Юрий Михайлович Лотман и скептическое отношение к истории
Я прочел массу исторической литературы — более или менее все книги по античной истории, выпущенные на русском языке, и обнаружил удивительный феномен — практически в каждом абзаце любого сочинения по истории античности пристрастный «морозовский» взгляд обнаруживает подгонки и логические скачки, совершенно незаметные «ортодоксальному» читателю. Это более всего убедило меня в справедливости морозовской точки зрения.
М.М. Постников, Необходимые разъяснения к статье «О достоверности древней истории», Математическое образование. № 2, 1997.
Ближе к концу этой главы я хочу рассмотреть представления известного русско-эстонского ученого (в Эстонии память о нем ценят очень высоко) Юрия Михайловича Лотмана, друга нашей тартуской семьи в 50-70-х годах прошлого века, на дописьменную культуру. Но изложению этих его взглядов хочу предпослать одно обширное замечание. Он, как известно, совершил в свое время научный подвиг: опубликовав в 1982 г. в Трудах по семиотике Тартуского университета большую статью М.М.Постникова и А.Т.Фоменко, первую из публикаций Фоменко на историко-аналитическую тему в одном из уважаемых гуманитарных изданий.
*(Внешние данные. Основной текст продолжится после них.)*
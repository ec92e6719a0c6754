//! Attendance queries: scrape, report, and work-end alerts.
//!
//! The scraper itself lives in [`scraper`]; this module owns what happens
//! around it — turning a scrape outcome into one of three user-facing
//! messages, installing the day's work-end alert schedule, and the single
//! worker task that serializes scrapes so two triggers never race a browser
//! session.

use std::sync::Arc;

use async_trait::async_trait;
use chrono::NaiveTime;
use tokio::sync::mpsc;

use crate::channels::MessageSink;
use crate::clock::{Clock, format_timestamp};
use crate::config::{Recipient, Role};
use crate::state::BotState;

pub mod parser;
pub mod scraper;

pub use parser::AttendanceRecord;
pub use scraper::PortalScraper;

/// Minute marks before the estimated leave time at which an alert fires.
const ALERT_OFFSETS_MIN: &[i64] = &[60, 30, 10, 5];

/// Anything that can produce today's attendance rows. The portal scraper in
/// production, a canned stub in tests.
#[async_trait]
pub trait AttendanceSource: Send + Sync {
    /// All rows of today's report, or `None` when the scrape failed.
    async fn fetch_today(&self) -> Option<Vec<AttendanceRecord>>;
}

#[async_trait]
impl AttendanceSource for PortalScraper {
    async fn fetch_today(&self) -> Option<Vec<AttendanceRecord>> {
        self.scrape_today().await
    }
}

/// Runs scrapes and delivers their outcome.
pub struct AttendanceService {
    source: Arc<dyn AttendanceSource>,
    sink: Arc<dyn MessageSink>,
    state: Arc<BotState>,
    clock: Arc<dyn Clock>,
    /// Portal account id matched against report rows.
    employee_id: String,
    recipients: Vec<Recipient>,
}

impl AttendanceService {
    pub fn new(
        source: Arc<dyn AttendanceSource>,
        sink: Arc<dyn MessageSink>,
        state: Arc<BotState>,
        clock: Arc<dyn Clock>,
        employee_id: String,
        recipients: Vec<Recipient>,
    ) -> Self {
        Self { source, sink, state, clock, employee_id, recipients }
    }

    /// Run one scrape and push the outcome message. Also installs the
    /// work-end alert schedule when the scrape produced our own row.
    pub async fn run_query(&self) {
        tracing::info!("running attendance query");
        let outcome = self.source.fetch_today().await;
        let message = self.compose_outcome(&outcome);

        if let Some(records) = &outcome
            && let Some(own) = records.iter().find(|r| r.employee_id == self.employee_id)
        {
            self.install_work_end(own);
        }

        self.push_to_primary(&message).await;
    }

    fn compose_outcome(&self, outcome: &Option<Vec<AttendanceRecord>>) -> String {
        let stamp = format_timestamp(self.clock.now());
        match outcome {
            Some(records) => {
                match records.iter().find(|r| r.employee_id == self.employee_id) {
                    Some(own) => format!(
                        "📋 今日出勤查詢結果\n\n\
                         👤 員工：{} ({})\n\
                         📅 日期：{}\n\
                         🕐 刷卡記錄：{}\n\
                         🌅 上班時間：{}\n\
                         🌇 預計下班：{}\n\n\
                         查詢時間：{stamp}",
                        own.name,
                        own.employee_id,
                        own.date,
                        own.times.join("、"),
                        own.work_start,
                        own.work_end,
                    ),
                    None => format!(
                        "📋 今日出勤查詢結果\n\n\
                         查無今日的出勤資料，可能尚未刷卡或系統還沒更新～\n\n\
                         查詢時間：{stamp}"
                    ),
                }
            }
            None => format!(
                "❌ 出勤查詢失敗\n\n\
                 系統可能暫時無法連線，請稍後輸入「出勤」重新查詢。\n\n\
                 查詢時間：{stamp}"
            ),
        }
    }

    fn install_work_end(&self, record: &AttendanceRecord) {
        match NaiveTime::parse_from_str(&record.work_end, "%H:%M") {
            Ok(end) => {
                self.state.set_work_end(self.clock.today(), end);
                tracing::info!(work_end = %record.work_end, "work-end alerts scheduled");
            }
            Err(err) => {
                tracing::warn!(work_end = %record.work_end, error = %err, "unusable work-end time");
            }
        }
    }

    /// Per-minute sweep for work-end alerts.
    ///
    /// Fires the closest due offset and silently retires any larger ones,
    /// so a restart at T-4 minutes sends one alert rather than four.
    pub async fn sweep_work_end_alerts(&self) {
        let now = self.clock.now();
        let today = self.clock.today();
        let Some(end) = self.state.work_end_for(today) else {
            return;
        };

        let minutes_until = (end - now.time()).num_minutes();
        if minutes_until < 0 {
            return;
        }

        let due: Vec<i64> = ALERT_OFFSETS_MIN
            .iter()
            .copied()
            .filter(|offset| minutes_until <= *offset)
            .collect();
        let Some(current) = due.iter().copied().min() else {
            return;
        };

        for offset in due {
            if offset == current {
                if self.state.try_mark_work_end_offset(today, offset) {
                    let text = format!(
                        "⏰ 下班提醒\n\n還有 {minutes_until} 分鐘就到預計下班時間 {} 囉！\n記得打卡再走～",
                        end.format("%H:%M"),
                    );
                    self.push_to_primary(&text).await;
                }
            } else {
                // Missed while the process was down; retire without sending.
                let _ = self.state.try_mark_work_end_offset(today, offset);
            }
        }
    }

    async fn push_to_primary(&self, text: &str) {
        for recipient in self.recipients.iter().filter(|r| r.role == Role::Primary) {
            if let Err(err) = self.sink.push(&recipient.id, text).await {
                tracing::error!(to = %recipient.id, error = %err, "attendance push failed");
            }
        }
    }
}

/// Handle for requesting a scrape from the worker task.
#[derive(Clone)]
pub struct ScrapeHandle {
    tx: mpsc::Sender<()>,
}

/// Outcome of asking the worker for a scrape.
#[derive(Debug, Clone, Copy, PartialEq, Eq)]
pub enum ScrapeRequest {
    Queued,
    /// One is already in flight; the pending slot is taken.
    Busy,
    /// The worker task is gone; no scrape will ever run.
    Unavailable,
}

impl ScrapeHandle {
    /// Handle wired to a bare channel, for tests that only care about
    /// queue/busy behavior.
    #[cfg(test)]
    pub fn disconnected() -> (Self, mpsc::Receiver<()>) {
        let (tx, rx) = mpsc::channel(1);
        (Self { tx }, rx)
    }

    /// Try to queue a scrape. Non-blocking; at most one request waits while
    /// another runs.
    pub fn request(&self) -> ScrapeRequest {
        match self.tx.try_send(()) {
            Ok(()) => ScrapeRequest::Queued,
            Err(mpsc::error::TrySendError::Full(())) => ScrapeRequest::Busy,
            Err(mpsc::error::TrySendError::Closed(())) => {
                tracing::error!("attendance worker is gone");
                ScrapeRequest::Unavailable
            }
        }
    }
}

/// Spawn the worker that owns all scraping. Requests are serialized; the
/// channel holds at most one pending request so triggers pile up into a
/// single follow-up run at worst.
pub fn spawn_worker(service: Arc<AttendanceService>) -> ScrapeHandle {
    let (tx, mut rx) = mpsc::channel(1);
    tokio::spawn(async move {
        while rx.recv().await.is_some() {
            service.run_query().await;
        }
        tracing::debug!("attendance worker shutting down");
    });
    ScrapeHandle { tx }
}

#[cfg(test)]
mod tests {
    use pretty_assertions::assert_eq;

    use super::*;
    use crate::channels::testing::RecordingSink;
    use crate::clock::FixedClock;

    struct StubSource(Option<Vec<AttendanceRecord>>);

    #[async_trait]
    impl AttendanceSource for StubSource {
        async fn fetch_today(&self) -> Option<Vec<AttendanceRecord>> {
            self.0.clone()
        }
    }

    fn record(employee_id: &str) -> AttendanceRecord {
        AttendanceRecord {
            employee_id: employee_id.into(),
            name: "灰鵝".into(),
            date: "2025/9/16".into(),
            times: vec!["08:02".into(), "12:00".into(), "13:00".into(), "18:00".into()],
            work_start: "08:02".into(),
            work_end: "17:02".into(),
        }
    }

    fn recipients() -> Vec<Recipient> {
        vec![
            Recipient { id: "U-primary".into(), role: Role::Primary },
            Recipient { id: "U-partner".into(), role: Role::Partner },
        ]
    }

    fn service(
        outcome: Option<Vec<AttendanceRecord>>,
        sink: Arc<RecordingSink>,
        state: Arc<BotState>,
        clock: Arc<FixedClock>,
    ) -> AttendanceService {
        AttendanceService::new(
            Arc::new(StubSource(outcome)),
            sink,
            state,
            clock,
            "2993".into(),
            recipients(),
        )
    }

    #[tokio::test]
    async fn own_row_produces_report_and_alert_schedule() {
        let sink = Arc::new(RecordingSink::new());
        let state = Arc::new(BotState::new());
        let clock = Arc::new(FixedClock::at(2025, 9, 16, 12, 0, 0));
        let svc = service(Some(vec![record("2993")]), sink.clone(), state.clone(), clock.clone());

        svc.run_query().await;

        let pushes = sink.pushes_to("U-primary");
        assert_eq!(pushes.len(), 1);
        assert!(pushes[0].contains("08:02、12:00、13:00、18:00"));
        assert!(pushes[0].contains("預計下班：17:02"));
        assert!(sink.pushes_to("U-partner").is_empty(), "reports go to the primary only");

        let end = state.work_end_for(clock.today()).expect("schedule installed");
        assert_eq!(end, NaiveTime::from_hms_opt(17, 2, 0).unwrap());
    }

    #[tokio::test]
    async fn foreign_rows_only_report_no_data() {
        let sink = Arc::new(RecordingSink::new());
        let state = Arc::new(BotState::new());
        let clock = Arc::new(FixedClock::at(2025, 9, 16, 12, 0, 0));
        let svc = service(Some(vec![record("9999")]), sink.clone(), state.clone(), clock.clone());

        svc.run_query().await;

        assert!(sink.pushes_to("U-primary")[0].contains("查無今日的出勤資料"));
        assert!(state.work_end_for(clock.today()).is_none());
    }

    #[tokio::test]
    async fn failed_scrape_reports_failure_text() {
        let sink = Arc::new(RecordingSink::new());
        let state = Arc::new(BotState::new());
        let clock = Arc::new(FixedClock::at(2025, 9, 16, 12, 0, 0));
        let svc = service(None, sink.clone(), state, clock);

        svc.run_query().await;

        assert!(sink.pushes_to("U-primary")[0].contains("出勤查詢失敗"));
    }

    #[tokio::test]
    async fn work_end_alert_fires_once_per_offset() {
        let sink = Arc::new(RecordingSink::new());
        let state = Arc::new(BotState::new());
        let clock = Arc::new(FixedClock::at(2025, 9, 16, 16, 2, 0));
        state.set_work_end(clock.today(), NaiveTime::from_hms_opt(17, 2, 0).unwrap());
        let svc = service(None, sink.clone(), state, clock.clone());

        svc.sweep_work_end_alerts().await;
        svc.sweep_work_end_alerts().await;
        assert_eq!(sink.push_count(), 1, "same offset never fires twice");
        assert!(sink.pushes_to("U-primary")[0].contains("60 分鐘"));

        clock.set(2025, 9, 16, 16, 32, 0);
        svc.sweep_work_end_alerts().await;
        assert_eq!(sink.push_count(), 2);
        assert!(sink.pushes_to("U-primary")[1].contains("30 分鐘"));
    }

    #[tokio::test]
    async fn late_start_retires_missed_offsets_silently() {
        let sink = Arc::new(RecordingSink::new());
        let state = Arc::new(BotState::new());
        // First sweep 4 minutes before the end: only the 5-minute alert.
        let clock = Arc::new(FixedClock::at(2025, 9, 16, 16, 58, 0));
        state.set_work_end(clock.today(), NaiveTime::from_hms_opt(17, 2, 0).unwrap());
        let svc = service(None, sink.clone(), state, clock);

        svc.sweep_work_end_alerts().await;
        assert_eq!(sink.push_count(), 1);
        assert!(sink.pushes_to("U-primary")[0].contains("4 分鐘"));
    }

    #[tokio::test]
    async fn no_alerts_after_the_work_end_passed() {
        let sink = Arc::new(RecordingSink::new());
        let state = Arc::new(BotState::new());
        let clock = Arc::new(FixedClock::at(2025, 9, 16, 17, 3, 0));
        state.set_work_end(clock.today(), NaiveTime::from_hms_opt(17, 2, 0).unwrap());
        let svc = service(None, sink.clone(), state, clock);

        svc.sweep_work_end_alerts().await;
        assert_eq!(sink.push_count(), 0);
    }

    #[tokio::test]
    async fn handle_reports_busy_while_pending_and_unavailable_when_dead() {
        let (handle, rx) = ScrapeHandle::disconnected();
        assert_eq!(handle.request(), ScrapeRequest::Queued);
        assert_eq!(handle.request(), ScrapeRequest::Busy);

        drop(rx);
        assert_eq!(handle.request(), ScrapeRequest::Unavailable);
    }
}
Эта статья положила начало серии журнальных публикаций Анатолия Тимофеевича, приведшей позже к интенсивной публикации книг по Новой Хронологии и к хронологической революции, которая все еще набирает силу и которой еще предстоит окончательно опрокинуть хронологические представления в рамках ТИ. Этот подвиг тем значительнее, что сам Юрий Михайлович не разделял всех положений новой хронологии.
Воспитанный на традиционной хронологической схеме, Юрий Лотман, как истинный ученый, старался избегать - всегда, и в частности, в случае новой хронологии - односторонних позиций, которые некоторые его коллеги из неосознанно-идеологических соображений считали необходимым артикулировать. К тому же, его культурологическому взору представало такое многообразие культурных типов, что некоторые идеи Морозова, Постникова и Фоменко должны были ему казаться интересными.